Otra generación perdida


Manuel y Carmen tienen dos hijos. Silvia, la mayor, vive en Madrid y trabaja en una tienda de moda. En unas semanas regresará a Salamanca, la ciudad en la que estudió, para terminar las dos asignaturas que le faltan de su carrera y buscar un trabajo. De volver a Ourense, la ciudad en la que viven sus padres, no quiere ni oír hablar. Tampoco su hermano, que está estudiando en Barcelona y ya tiene claro que a su ciudad natal no va regresar.

Los hijos de Lola emigraron hace unos años. Uno a Irlanda y el otro Alemania.
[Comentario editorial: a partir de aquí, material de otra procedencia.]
//! Calendar-date parsing and formatting.
//!
//! All arithmetic happens on [`NaiveDate`]: time-of-day components and
//! offsets are dropped at parse time, so day differences are exact.

use chrono::{DateTime, NaiveDate, NaiveDateTime};

const DATE_FORMATS: &[&str] = &["%Y-%m-%d", "%Y/%m/%d"];
const DATE_TIME_FORMATS: &[&str] = &["%Y-%m-%dT%H:%M:%S%.f", "%Y-%m-%d %H:%M:%S%.f"];

/// Parse a calendar date.
///
/// Accepts `YYYY-MM-DD`, `YYYY/MM/DD`, naive date-times and RFC 3339
/// timestamps. Timestamps keep the date as written in their own offset.
pub fn parse_calendar_date(raw: &str) -> Option<NaiveDate> {
    let raw = raw.trim();
    if raw.is_empty() {
        return None;
    }

    for fmt in DATE_FORMATS {
        if let Ok(date) = NaiveDate::parse_from_str(raw, fmt) {
            return Some(date);
        }
    }

    if let Ok(ts) = DateTime::parse_from_rfc3339(raw) {
        return Some(ts.date_naive());
    }

    DATE_TIME_FORMATS
        .iter()
        .find_map(|fmt| NaiveDateTime::parse_from_str(raw, fmt).ok())
        .map(|dt| dt.date())
}

/// `DD-MM-YYYY`, zero-padded.
pub fn format_day_month_year(date: NaiveDate) -> String {
    date.format("%d-%m-%Y").to_string()
}

#[cfg(test)]
mod tests {
    use super::*;

    fn d(y: i32, m: u32, day: u32) -> NaiveDate {
        NaiveDate::from_ymd_opt(y, m, day).unwrap()
    }

    #[test]
    fn parses_iso_dates() {
        assert_eq!(parse_calendar_date("2024-01-10"), Some(d(2024, 1, 10)));
        assert_eq!(parse_calendar_date(" 2024-01-10 "), Some(d(2024, 1, 10)));
        assert_eq!(parse_calendar_date("2024/02/29"), Some(d(2024, 2, 29)));
    }

    #[test]
    fn timestamps_keep_their_written_date() {
        assert_eq!(parse_calendar_date("2024-01-10T23:30:00Z"), Some(d(2024, 1, 10)));
        assert_eq!(
            parse_calendar_date("2024-01-10T00:15:00-05:00"),
            Some(d(2024, 1, 10))
        );
        assert_eq!(parse_calendar_date("2024-01-10T08:00:00.250"), Some(d(2024, 1, 10)));
        assert_eq!(parse_calendar_date("2024-01-10 08:00:00"), Some(d(2024, 1, 10)));
    }

    #[test]
    fn rejects_garbage_and_impossible_dates() {
        assert_eq!(parse_calendar_date(""), None);
        assert_eq!(parse_calendar_date("tomorrow"), None);
        assert_eq!(parse_calendar_date("2023-02-29"), None);
        assert_eq!(parse_calendar_date("10-01-2024"), None);
    }

    #[test]
    fn formats_day_first() {
        assert_eq!(format_day_month_year(d(2024, 1, 5)), "05-01-2024");
        assert_eq!(format_day_month_year(d(987, 12, 31)), "31-12-0987");
    }
}
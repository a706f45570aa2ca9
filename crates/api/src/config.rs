//! Environment-driven server configuration.

use std::net::{IpAddr, Ipv4Addr, SocketAddr};

use thiserror::Error;

pub const DEFAULT_PORT: u16 = 3000;

#[derive(Debug, Error, Clone, PartialEq, Eq)]
pub enum ConfigError {
    #[error("invalid {key}: {value:?}")]
    Invalid { key: &'static str, value: String },
}

/// Listener settings (`HOST`, `PORT`).
#[derive(Debug, Clone, Copy, PartialEq, Eq)]
pub struct ApiConfig {
    pub host: IpAddr,
    pub port: u16,
}

impl Default for ApiConfig {
    fn default() -> Self {
        Self {
            host: IpAddr::V4(Ipv4Addr::UNSPECIFIED),
            port: DEFAULT_PORT,
        }
    }
}

impl ApiConfig {
    pub fn from_env() -> Result<Self, ConfigError> {
        Self::from_lookup(|key| std::env::var(key).ok())
    }

    /// Build from an arbitrary key lookup; unset or blank keys keep their defaults.
    pub fn from_lookup(lookup: impl Fn(&str) -> Option<String>) -> Result<Self, ConfigError> {
        let mut config = Self::default();
        let get = |key: &str| lookup(key).filter(|v| !v.trim().is_empty());

        if let Some(host) = get("HOST") {
            config.host = host.trim().parse().map_err(|_| ConfigError::Invalid {
                key: "HOST",
                value: host.clone(),
            })?;
        }
        if let Some(port) = get("PORT") {
            config.port = port.trim().parse().map_err(|_| ConfigError::Invalid {
                key: "PORT",
                value: port.clone(),
            })?;
        }

        Ok(config)
    }

    pub fn socket_addr(&self) -> SocketAddr {
        SocketAddr::new(self.host, self.port)
    }
}
#[cfg(test)]
mod tests {
    use super::*;
    use crate::models::{Config, EmptyParams};
    use crate::services::replay::{Matcher, ReplayTransport, Reply};
    use serde_json::json;
    use std::time::Duration;

    const API: &str = "https://api.example/web/api/";

    fn engine(transport: &Arc<ReplayTransport>) -> Arc<RequestEngine> {
        let mut config = Config::default();
        config.backoff.jitter_ratio = 0.0;
        Arc::new(RequestEngine::new(Arc::clone(transport) as Arc<dyn crate::services::transport::Transport>, &config))
    }

    fn listing() -> PageSource {
        PageSource::post("schools", API, json!({"uri": "school/lists", "keyword": ""}))
    }

    fn page(n: usize) -> Reply {
        let items: Vec<Value> = (0..n).map(|i| json!({"school_id": i})).collect();
        Reply::json(json!({"code": "0000", "data": {"item": items}}))
    }

    fn policy() -> RetryPolicy {
        RetryPolicy::new(1, Duration::from_millis(10))
    }

    #[tokio::test(start_paused = true)]
    async fn stops_on_empty_page() {
        let transport = Arc::new(ReplayTransport::new());
        transport
            .add(Matcher::url("/web/api").param("page", 1), page(20))
            .add(Matcher::url("/web/api").param("page", 2), page(5))
            .add(Matcher::url("/web/api").param("page", 3), page(0));

        let sweep = Paginator::new(engine(&transport), listing(), 20, 200)
            .with_policy(policy())
            .collect_all()
            .await;

        assert_eq!(sweep.items.len(), 25);
        assert_eq!(sweep.pages, 2);
        assert_eq!(sweep.termination, Termination::Exhausted);
        assert_eq!(transport.count("/web/api"), 3);
    }

    #[tokio::test(start_paused = true)]
    async fn ceiling_bounds_request_count() {
        let transport = Arc::new(ReplayTransport::new());
        transport.add(Matcher::url("/web/api"), page(3));

        let sweep = Paginator::new(engine(&transport), listing(), 3, 5)
            .with_policy(policy())
            .collect_all()
            .await;

        assert_eq!(sweep.termination, Termination::Ceiling);
        assert_eq!(sweep.items.len(), 15);
        assert_eq!(transport.count("/web/api"), 5);
    }

    #[tokio::test(start_paused = true)]
    async fn injects_page_and_size() {
        let transport = Arc::new(ReplayTransport::new());
        transport.add(Matcher::url("/web/api"), page(0));

        let mut paginator = Paginator::new(engine(&transport), listing(), 30, 10);
        assert!(paginator.next_page().await.is_none());

        let sent = transport.requests();
        let body = sent[0].body.as_ref().unwrap();
        assert_eq!(body["page"], 1);
        assert_eq!(body["size"], 30);
        assert_eq!(body["uri"], "school/lists");
    }

    #[tokio::test(start_paused = true)]
    async fn missing_list_is_partial_data() {
        let transport = Arc::new(ReplayTransport::new());
        transport
            .add(Matcher::url("/web/api").param("page", 1), page(2))
            .add(
                Matcher::url("/web/api").param("page", 2),
                Reply::json(json!({"code": 0, "data": {"numFound": 40}})),
            );

        let sweep = Paginator::new(engine(&transport), listing(), 2, 200)
            .collect_all()
            .await;
        assert_eq!(sweep.items.len(), 2);
        assert_eq!(sweep.termination, Termination::PartialData);
    }

    #[tokio::test(start_paused = true)]
    async fn accepts_alternate_list_shapes() {
        let transport = Arc::new(ReplayTransport::new());
        transport
            .add(
                Matcher::url("/web/api").param("page", 1),
                Reply::json(json!({"code": 0, "data": {"items": [{"id": 1}]}})),
            )
            .add(
                Matcher::url("/web/api").param("page", 2),
                Reply::json(json!({"code": 0, "data": [{"id": 2}]})),
            )
            .add(
                Matcher::url("/web/api").param("page", 3),
                Reply::json(json!([{"id": 3}])),
            )
            .add(
                Matcher::url("/web/api").param("page", 4),
                Reply::json(json!({"code": "0000", "data": "{\"item\": [{\"id\": 4}]}"})),
            )
            .add(Matcher::url("/web/api").param("page", 5), page(0));

        let items: Vec<Value> = Paginator::new(engine(&transport), listing(), 1, 200)
            .into_stream()
            .collect()
            .await;
        let ids: Vec<i64> = items.iter().filter_map(|i| i["id"].as_i64()).collect();
        assert_eq!(ids, vec![1, 2, 3, 4]);
    }

    #[tokio::test(start_paused = true)]
    async fn engine_failure_terminates_sweep() {
        let transport = Arc::new(ReplayTransport::new());
        transport
            .add(Matcher::url("/web/api").param("page", 1), page(2))
            .add(
                Matcher::url("/web/api").param("page", 2),
                Reply::text(200, "<html>"),
            );

        let sweep = Paginator::new(engine(&transport), listing(), 2, 200)
            .collect_all()
            .await;
        assert_eq!(sweep.items.len(), 2);
        assert!(matches!(
            sweep.termination,
            Termination::Failed(FetchError::MalformedResponse { .. })
        ));
    }

    #[tokio::test(start_paused = true)]
    async fn later_variant_serves_page() {
        let transport = Arc::new(ReplayTransport::new());
        transport
            .add(Matcher::url("/web/api").param("uri", "special/lists"), page(0))
            .add(
                Matcher::url("/web/api")
                    .param("uri", "special/page")
                    .param("page", 1),
                page(4),
            )
            .add(
                Matcher::url("/web/api")
                    .param("uri", "special/page")
                    .param("page", 2),
                page(0),
            );

        let source = PageSource::post("majors", API, json!({"uri": "special/lists"}))
            .or_variant(json!({"uri": "special/page"}));
        let sweep = Paginator::new(engine(&transport), source, 30, 200)
            .collect_all()
            .await;

        assert_eq!(sweep.items.len(), 4);
        assert_eq!(sweep.termination, Termination::Exhausted);
        // Page 1: two variants; page 2: both variants come back empty.
        assert_eq!(transport.requests().len(), 4);
    }

    #[tokio::test(start_paused = true)]
    async fn pauses_between_pages_only() {
        let transport = Arc::new(ReplayTransport::new());
        transport
            .add(Matcher::url("/web/api").param("page", 1), page(1))
            .add(Matcher::url("/web/api").param("page", 2), page(0));

        let start = tokio::time::Instant::now();
        Paginator::new(engine(&transport), listing(), 1, 200)
            .with_pause(PauseRange::millis(1000, 1000))
            .collect_all()
            .await;
        let elapsed = start.elapsed();
        assert!(elapsed >= Duration::from_secs(1) && elapsed < Duration::from_secs(2));
    }

    #[test]
    fn signed_query_appends_signature_last() {
        let signer = Signer::new("s3cret", "api-gaokao.zjzw.cn/apidata/web?", EmptyParams::Include)
            .unwrap();
        let source = PageSource::signed_get(
            "enhanced",
            "https://enhanced.example/apidata/web",
            json!({"keyword": "", "uri": "v1/school/lists", "signsafe": ""}),
            Some(signer.clone()),
            "signsafe",
        );

        let request = source.request(0, 1, 20);
        let keys: Vec<&str> = request.query.iter().map(|(k, _)| k.as_str()).collect();
        assert_eq!(keys, vec!["keyword", "page", "size", "uri", "signsafe"]);

        let expected: BTreeMap<String, String> = [
            ("keyword", ""),
            ("page", "1"),
            ("size", "20"),
            ("uri", "v1/school/lists"),
        ]
        .into_iter()
        .map(|(k, v)| (k.to_string(), v.to_string()))
        .collect();
        assert_eq!(request.param("signsafe"), Some(signer.sign(&expected)));
    }

    #[test]
    fn unsigned_query_sends_empty_signature() {
        let source = PageSource::signed_get(
            "enhanced",
            "https://enhanced.example/apidata/web",
            json!({"uri": "v1/school/lists"}),
            None,
            "signsafe",
        );
        assert_eq!(source.request(0, 2, 20).param("signsafe"), Some(String::new()));
    }
}
/// Polite pauses inserted between requests.
#[derive(Debug, Clone, Serialize, Deserialize)]
pub struct PacingConfig {
    #[serde(default = "defaults::page_pause")]
    pub page: PauseRange,

    #[serde(default = "defaults::detail_pause")]
    pub detail: PauseRange,

    #[serde(default = "defaults::score_request_pause")]
    pub score_request: PauseRange,

    #[serde(default = "defaults::score_school_pause")]
    pub score_school: PauseRange,

    #[serde(default = "defaults::school_score_pause")]
    pub school_score: PauseRange,

    #[serde(default = "defaults::plan_request_pause")]
    pub plan_request: PauseRange,

    #[serde(default = "defaults::plan_school_pause")]
    pub plan_school: PauseRange,
}

impl PacingConfig {
    /// No pauses at all; for tests and replayed runs.
    pub fn none() -> Self {
        let zero = PauseRange::millis(0, 0);
        Self {
            page: zero,
            detail: zero,
            score_request: zero,
            score_school: zero,
            school_score: zero,
            plan_request: zero,
            plan_school: zero,
        }
    }

    fn named(&self) -> [(&'static str, PauseRange); 7] {
        [
            ("page", self.page),
            ("detail", self.detail),
            ("score_request", self.score_request),
            ("score_school", self.score_school),
            ("school_score", self.school_score),
            ("plan_request", self.plan_request),
            ("plan_school", self.plan_school),
        ]
    }
}

impl Default for PacingConfig {
    fn default() -> Self {
        Self {
            page: defaults::page_pause(),
            detail: defaults::detail_pause(),
            score_request: defaults::score_request_pause(),
            score_school: defaults::score_school_pause(),
            school_score: defaults::school_score_pause(),
            plan_request: defaults::plan_request_pause(),
            plan_school: defaults::plan_school_pause(),
        }
    }
}

/// Output locations.
#[derive(Debug, Clone, Serialize, Deserialize)]
pub struct PathsConfig {
    /// Directory receiving snapshot files
    #[serde(default = "defaults::output_dir")]
    pub output_dir: PathBuf,
}

impl Default for PathsConfig {
    fn default() -> Self {
        Self {
            output_dir: defaults::output_dir(),
        }
    }
}

/// Parse a year selection: `"2023-2025"`, `"2025,2024"` or a single year.
pub fn parse_years(input: &str) -> Result<Vec<String>> {
    let input = input.trim();
    if input.is_empty() {
        return Err(AppError::validation("empty year selection"));
    }

    if let Some((start, end)) = input.split_once('-') {
        let start: u32 = start
            .trim()
            .parse()
            .map_err(|_| AppError::validation(format!("invalid start year in '{input}'")))?;
        let end: u32 = end
            .trim()
            .parse()
            .map_err(|_| AppError::validation(format!("invalid end year in '{input}'")))?;
        if start > end {
            return Err(AppError::validation(format!("empty year range '{input}'")));
        }
        return Ok((start..=end).map(|y| y.to_string()).collect());
    }

    Ok(input
        .split(',')
        .map(str::trim)
        .filter(|y| !y.is_empty())
        .map(str::to_string)
        .collect())
}

mod defaults {
    use std::path::PathBuf;

    use super::PauseRange;

    // HTTP defaults
    pub fn api_url() -> String {
        "https://api.zjzw.cn/web/api/".into()
    }
    pub fn enhanced_url() -> String {
        "https://api-gaokao.zjzw.cn/apidata/web".into()
    }
    pub fn static_url() -> String {
        "https://static-data.gaokao.cn/www/2.0".into()
    }
    pub fn user_agent() -> String {
        "Mozilla/5.0 (Windows NT 10.0; Win64; x64) AppleWebKit/537.36".into()
    }
    pub fn origin() -> String {
        "https://www.gaokao.cn".into()
    }
    pub fn referer() -> String {
        "https://www.gaokao.cn/".into()
    }
    pub fn accept_language() -> String {
        "zh-CN,zh;q=0.9".into()
    }
    pub fn timeout() -> u64 {
        15
    }

    // Retry defaults
    pub fn max_attempts() -> u32 {
        3
    }
    pub fn detail_attempts() -> u32 {
        2
    }
    pub fn score_attempts() -> u32 {
        5
    }
    pub fn base_delay() -> u64 {
        2000
    }

    // Backoff defaults
    pub fn backoff_floor() -> u64 {
        1000
    }
    pub fn backoff_ceiling() -> u64 {
        60_000
    }
    pub fn backoff_factor() -> f64 {
        2.0
    }
    pub fn backoff_decay() -> f64 {
        0.9
    }
    pub fn jitter_ratio() -> f64 {
        0.3
    }

    // Signature defaults
    pub fn signature_prefix() -> String {
        "api-gaokao.zjzw.cn/apidata/web?".into()
    }
    pub fn signature_param() -> String {
        "signsafe".into()
    }

    // Business code defaults
    pub fn code_field() -> String {
        "code".into()
    }
    pub fn message_field() -> String {
        "message".into()
    }
    pub fn success_codes() -> Vec<String> {
        vec!["0".into(), "0000".into()]
    }
    pub fn rate_limit_codes() -> Vec<String> {
        vec!["1069".into(), "429".into()]
    }
    pub fn list_keys() -> Vec<String> {
        vec!["item".into(), "items".into()]
    }

    // Harvest defaults
    pub fn max_pages() -> u32 {
        10
    }
    pub fn page_size() -> u32 {
        20
    }
    pub fn major_page_size() -> u32 {
        30
    }
    pub fn page_ceiling() -> u32 {
        200
    }
    pub fn enabled() -> bool {
        true
    }
    pub fn years() -> Vec<String> {
        vec!["2025".into(), "2024".into(), "2023".into()]
    }
    pub fn concurrency() -> usize {
        1
    }

    // Pacing defaults
    pub fn page_pause() -> PauseRange {
        PauseRange::millis(1000, 1500)
    }
    pub fn detail_pause() -> PauseRange {
        PauseRange::millis(500, 800)
    }
    pub fn score_request_pause() -> PauseRange {
        PauseRange::millis(3000, 6000)
    }
    pub fn score_school_pause() -> PauseRange {
        PauseRange::millis(5000, 8000)
    }
    pub fn school_score_pause() -> PauseRange {
        PauseRange::millis(2000, 4000)
    }
    pub fn plan_request_pause() -> PauseRange {
        PauseRange::millis(1500, 3000)
    }
    pub fn plan_school_pause() -> PauseRange {
        PauseRange::millis(4000, 7000)
    }

    // Path defaults
    pub fn output_dir() -> PathBuf {
        PathBuf::from("data")
    }
}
Se marcharon al terminar los estudios, cuando después de varios intentos de buscar trabajo en su profesión se dieron cuenta de que esta provincia no tenía nada que ofrecerles.

A Coruña y Escocia son los lugares de residencia de Rosa y José. Ella hizo las maletas para estudiar la titulación que le gustaba y ahora ya no le interesa volver. Él, con su licenciatura, se marchó para aprender inglés y a miles de kilómetros encontró su oportunidad laboral. Otro que ya no regresa.

Habría nombres como los de todos ellos, historias personales, para llenar esta columna, y otras veinte más. En pleno siglo XXI y con la generación de jóvenes mejor formados, vivimos una nueva emigración. Una fuga de talento silenciosa que suma nuevas historias cada día, al tiempo que los que deben gobernar la provincia miran hacia otro lado; hacia sí mismos, más bien. Mientras gastan, o malgastan, el dinero público en proyectos estériles, toda una generación de chicos y chicas de entre 20 y 35 años hace su vida a cientos o miles de kilómetros de Ourense, porque aquí no hay nada para ellos. La historia se repite.